David Richard-USA TODAY Sports

(Note: This was written prior to the Memphis game and news of the potential Quincy Pondexter trade)

When I’m not slinging cocktails at one of New Orleans’ most popular dive fixtures, or watching and reading about basketball obsessive-compulsively, I’m art directing and writing for the local music magazine, Antigravity. Within the pages of Antigravity Magazine you’ll find anything counter-culture. We cover music (mostly punk, hardcore, indie, folk and hip hop), theater, art, skateboarding and politics. I’m mostly tasked with the design and conceptualization of key clients’ advertising, but I also write features and reviews from time to time.

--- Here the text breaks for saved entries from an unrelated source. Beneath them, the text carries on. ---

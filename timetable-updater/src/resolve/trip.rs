use std::sync::Arc;

use crate::domain::Trip;
use crate::error::{UpdateError, UpdateErrorKind};
use crate::schedule::StaticSchedule;
use crate::update::TripReference;

/// Look up a scheduled trip by exact reference.
///
/// A trip id outranks a dated-trip id when both are present. An id that is
/// present but unknown is `TRIP_NOT_FOUND`; no id at all is `NO_TRIP_ID`.
pub fn resolve_trip(
    reference: &TripReference,
    schedule: &StaticSchedule,
) -> Result<Arc<Trip>, UpdateError> {
    if let Some(trip_id) = &reference.trip_id {
        return schedule
            .trip(trip_id)
            .cloned()
            .ok_or_else(|| UpdateError::for_trip(trip_id, UpdateErrorKind::TripNotFound));
    }
    if let Some(dated_id) = &reference.trip_on_service_date_id {
        return schedule
            .dated_trip(dated_id)
            .map(|dated| Arc::clone(&dated.trip))
            .ok_or_else(|| UpdateError::for_trip(dated_id, UpdateErrorKind::TripNotFound));
    }
    Err(UpdateError::new(None, UpdateErrorKind::NoTripId))
}
//! In-memory static schedule.

use std::collections::HashMap;
use std::sync::Arc;

use chrono::NaiveDate;
use chrono_tz::Tz;

use crate::domain::{
    Agency, CalendarService, FeedScopedId, Route, Station, Stop, Trip, TripOnServiceDate,
    TripPattern,
};

use super::error::ScheduleError;

/// The planned timetable of one feed, indexed for the lookups real-time
/// resolution needs.
///
/// A schedule is immutable once built and is shared behind an `Arc` by the
/// applier, the fuzzy matchers and the snapshot buffer.
#[derive(Debug)]
pub struct StaticSchedule {
    feed_id: String,
    time_zone: Tz,
    agencies: HashMap<FeedScopedId, Arc<Agency>>,
    routes: HashMap<FeedScopedId, Arc<Route>>,
    stations: HashMap<FeedScopedId, Station>,
    stops: HashMap<FeedScopedId, Stop>,
    station_children: HashMap<FeedScopedId, Vec<FeedScopedId>>,
    scheduled_stop_points: HashMap<FeedScopedId, FeedScopedId>,
    trips: HashMap<FeedScopedId, Arc<Trip>>,
    patterns: HashMap<FeedScopedId, Arc<TripPattern>>,
    pattern_for_trip: HashMap<FeedScopedId, Arc<TripPattern>>,
    patterns_for_route: HashMap<FeedScopedId, Vec<Arc<TripPattern>>>,
    dated_trips: HashMap<FeedScopedId, TripOnServiceDate>,
    calendar: CalendarService,
}

impl StaticSchedule {
    pub fn feed_id(&self) -> &str {
        &self.feed_id
    }

    pub fn time_zone(&self) -> Tz {
        self.time_zone
    }

    pub fn agency(&self, id: &FeedScopedId) -> Option<&Arc<Agency>> {
        self.agencies.get(id)
    }

    pub fn route(&self, id: &FeedScopedId) -> Option<&Arc<Route>> {
        self.routes.get(id)
    }

    pub fn routes(&self) -> impl Iterator<Item = &Arc<Route>> + '_ {
        self.routes.values()
    }

    pub fn station(&self, id: &FeedScopedId) -> Option<&Station> {
        self.stations.get(id)
    }

    pub fn stop(&self, id: &FeedScopedId) -> Option<&Stop> {
        self.stops.get(id)
    }

    /// The stop a scheduled stop point is served by.
    pub fn stop_for_scheduled_stop_point(&self, id: &FeedScopedId) -> Option<&Stop> {
        self.scheduled_stop_points
            .get(id)
            .and_then(|stop_id| self.stops.get(stop_id))
    }

    /// Other stops in the same parent station, excluding `stop` itself.
    pub fn sibling_stops<'a>(&'a self, stop: &'a Stop) -> impl Iterator<Item = &'a Stop> + 'a {
        stop.parent_station
            .as_ref()
            .and_then(|parent| self.station_children.get(parent))
            .into_iter()
            .flatten()
            .filter(move |id| **id != stop.id)
            .filter_map(|id| self.stops.get(id))
    }

    /// True if the ids are equal, or both are known stops sharing a parent.
    pub fn is_same_or_sibling(&self, a: &FeedScopedId, b: &FeedScopedId) -> bool {
        if a == b {
            return true;
        }
        match (self.stops.get(a), self.stops.get(b)) {
            (Some(a), Some(b)) => a.shares_station_with(b),
            _ => false,
        }
    }

    pub fn trip(&self, id: &FeedScopedId) -> Option<&Arc<Trip>> {
        self.trips.get(id)
    }

    pub fn trips(&self) -> impl Iterator<Item = &Arc<Trip>> + '_ {
        self.trips.values()
    }

    pub fn pattern(&self, id: &FeedScopedId) -> Option<&Arc<TripPattern>> {
        self.patterns.get(id)
    }

    pub fn patterns(&self) -> impl Iterator<Item = &Arc<TripPattern>> + '_ {
        self.patterns.values()
    }

    /// The scheduled pattern a trip runs on.
    pub fn pattern_for_trip(&self, trip_id: &FeedScopedId) -> Option<&Arc<TripPattern>> {
        self.pattern_for_trip.get(trip_id)
    }

    pub fn patterns_for_route(&self, route_id: &FeedScopedId) -> &[Arc<TripPattern>] {
        self.patterns_for_route
            .get(route_id)
            .map(Vec::as_slice)
            .unwrap_or(&[])
    }

    pub fn dated_trip(&self, id: &FeedScopedId) -> Option<&TripOnServiceDate> {
        self.dated_trips.get(id)
    }

    /// The dated-trip record for a trip on a date, if one exists.
    pub fn dated_trip_for(&self, trip_id: &FeedScopedId, date: NaiveDate) -> Option<&TripOnServiceDate> {
        self.dated_trips
            .values()
            .find(|d| d.trip.id == *trip_id && d.service_date == date)
    }

    pub fn calendar(&self) -> &CalendarService {
        &self.calendar
    }

    /// True if the trip's calendar service runs on the date.
    pub fn is_trip_active(&self, trip: &Trip, date: NaiveDate) -> bool {
        self.calendar.is_active(&trip.service_id, date)
    }

    /// Scope a local id to this feed.
    pub fn scoped_id(&self, id: &str) -> Result<FeedScopedId, ScheduleError> {
        Ok(FeedScopedId::new(self.feed_id.clone(), id)?)
    }
}

/// Incremental construction of a [`StaticSchedule`].
///
/// Entities are added in dependency order (agencies before routes, routes
/// before trips); [`ScheduleBuilder::build`] checks every cross-reference.
#[derive(Debug)]
pub struct ScheduleBuilder {
    schedule: StaticSchedule,
}

impl ScheduleBuilder {
    pub fn new(feed_id: impl Into<String>, time_zone: Tz) -> Self {
        Self {
            schedule: StaticSchedule {
                feed_id: feed_id.into(),
                time_zone,
                agencies: HashMap::new(),
                routes: HashMap::new(),
                stations: HashMap::new(),
                stops: HashMap::new(),
                station_children: HashMap::new(),
                scheduled_stop_points: HashMap::new(),
                trips: HashMap::new(),
                patterns: HashMap::new(),
                pattern_for_trip: HashMap::new(),
                patterns_for_route: HashMap::new(),
                dated_trips: HashMap::new(),
                calendar: CalendarService::new(),
            },
        }
    }

    pub fn feed_id(&self) -> &str {
        &self.schedule.feed_id
    }

    pub fn agency(&mut self, agency: Agency) -> Arc<Agency> {
        let agency = Arc::new(agency);
        self.schedule
            .agencies
            .insert(agency.id.clone(), Arc::clone(&agency));
        agency
    }

    pub fn route(&mut self, route: Route) -> Arc<Route> {
        let route = Arc::new(route);
        self.schedule
            .routes
            .insert(route.id.clone(), Arc::clone(&route));
        route
    }

    pub fn station(&mut self, station: Station) {
        self.schedule.stations.insert(station.id.clone(), station);
    }

    pub fn stop(&mut self, stop: Stop) {
        if let Some(parent) = &stop.parent_station {
            self.schedule
                .station_children
                .entry(parent.clone())
                .or_default()
                .push(stop.id.clone());
        }
        self.schedule.stops.insert(stop.id.clone(), stop);
    }

    pub fn scheduled_stop_point(&mut self, id: FeedScopedId, stop: FeedScopedId) {
        self.schedule.scheduled_stop_points.insert(id, stop);
    }

    pub fn trip(&mut self, trip: Trip) -> Arc<Trip> {
        let trip = Arc::new(trip);
        self.schedule
            .trips
            .insert(trip.id.clone(), Arc::clone(&trip));
        trip
    }

    pub fn pattern(&mut self, pattern: TripPattern) -> Arc<TripPattern> {
        let pattern = Arc::new(pattern);
        self.schedule
            .patterns
            .insert(pattern.id().clone(), Arc::clone(&pattern));
        self.schedule
            .patterns_for_route
            .entry(pattern.route().id.clone())
            .or_default()
            .push(Arc::clone(&pattern));
        pattern
    }

    pub fn dated_trip(&mut self, dated_trip: TripOnServiceDate) {
        self.schedule
            .dated_trips
            .insert(dated_trip.id.clone(), dated_trip);
    }

    pub fn service_date(&mut self, service_id: FeedScopedId, date: NaiveDate) {
        self.schedule.calendar.add(service_id, date);
    }

    /// Check references and index trips by pattern.
    pub fn build(mut self) -> Result<StaticSchedule, ScheduleError> {
        let s = &mut self.schedule;

        for stop in s.stops.values() {
            if let Some(parent) = &stop.parent_station {
                if !s.stations.contains_key(parent) {
                    return Err(unknown("station", parent));
                }
            }
        }
        for stop_id in s.scheduled_stop_points.values() {
            if !s.stops.contains_key(stop_id) {
                return Err(unknown("stop", stop_id));
            }
        }
        for route in s.routes.values() {
            if !s.agencies.contains_key(&route.agency.id) {
                return Err(unknown("agency", &route.agency.id));
            }
        }
        for trip in s.trips.values() {
            if !s.routes.contains_key(&trip.route.id) {
                return Err(unknown("route", &trip.route.id));
            }
        }

        let mut pattern_for_trip = HashMap::new();
        for pattern in s.patterns.values() {
            if !s.routes.contains_key(&pattern.route().id) {
                return Err(unknown("route", &pattern.route().id));
            }
            if let Some(stop) = pattern.stop_pattern().stops().find(|id| !s.stops.contains_key(id)) {
                return Err(unknown("stop", stop));
            }
            for times in pattern.scheduled_times() {
                if !s.trips.contains_key(times.trip_id()) {
                    return Err(unknown("trip", times.trip_id()));
                }
                if pattern_for_trip
                    .insert(times.trip_id().clone(), Arc::clone(pattern))
                    .is_some()
                {
                    return Err(ScheduleError::DuplicateTrip(times.trip_id().clone()));
                }
            }
        }
        s.pattern_for_trip = pattern_for_trip;

        for dated in s.dated_trips.values() {
            if !s.trips.contains_key(&dated.trip.id) {
                return Err(unknown("trip", &dated.trip.id));
            }
        }

        Ok(self.schedule)
    }
}

fn unknown(kind: &'static str, id: &FeedScopedId) -> ScheduleError {
    ScheduleError::UnknownReference {
        kind,
        id: id.clone(),
    }
}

Music and skateboarding have long been my passion, but are slowly getting pushed more to the background for my love of basketball. I’ve been looking for a way to combine these passions into a singular narrative for some time. I tried writing a piece where I looked at the team (from branding to location to roster) as a band and writing a record review-styled take, but it wasn’t really working out. Finally, I came up with this idea to "redraft" the sound-clips that play in the Smoothie King Arena when each Pel scores a home bucket — let’s hope it isn’t a waste of all of our times.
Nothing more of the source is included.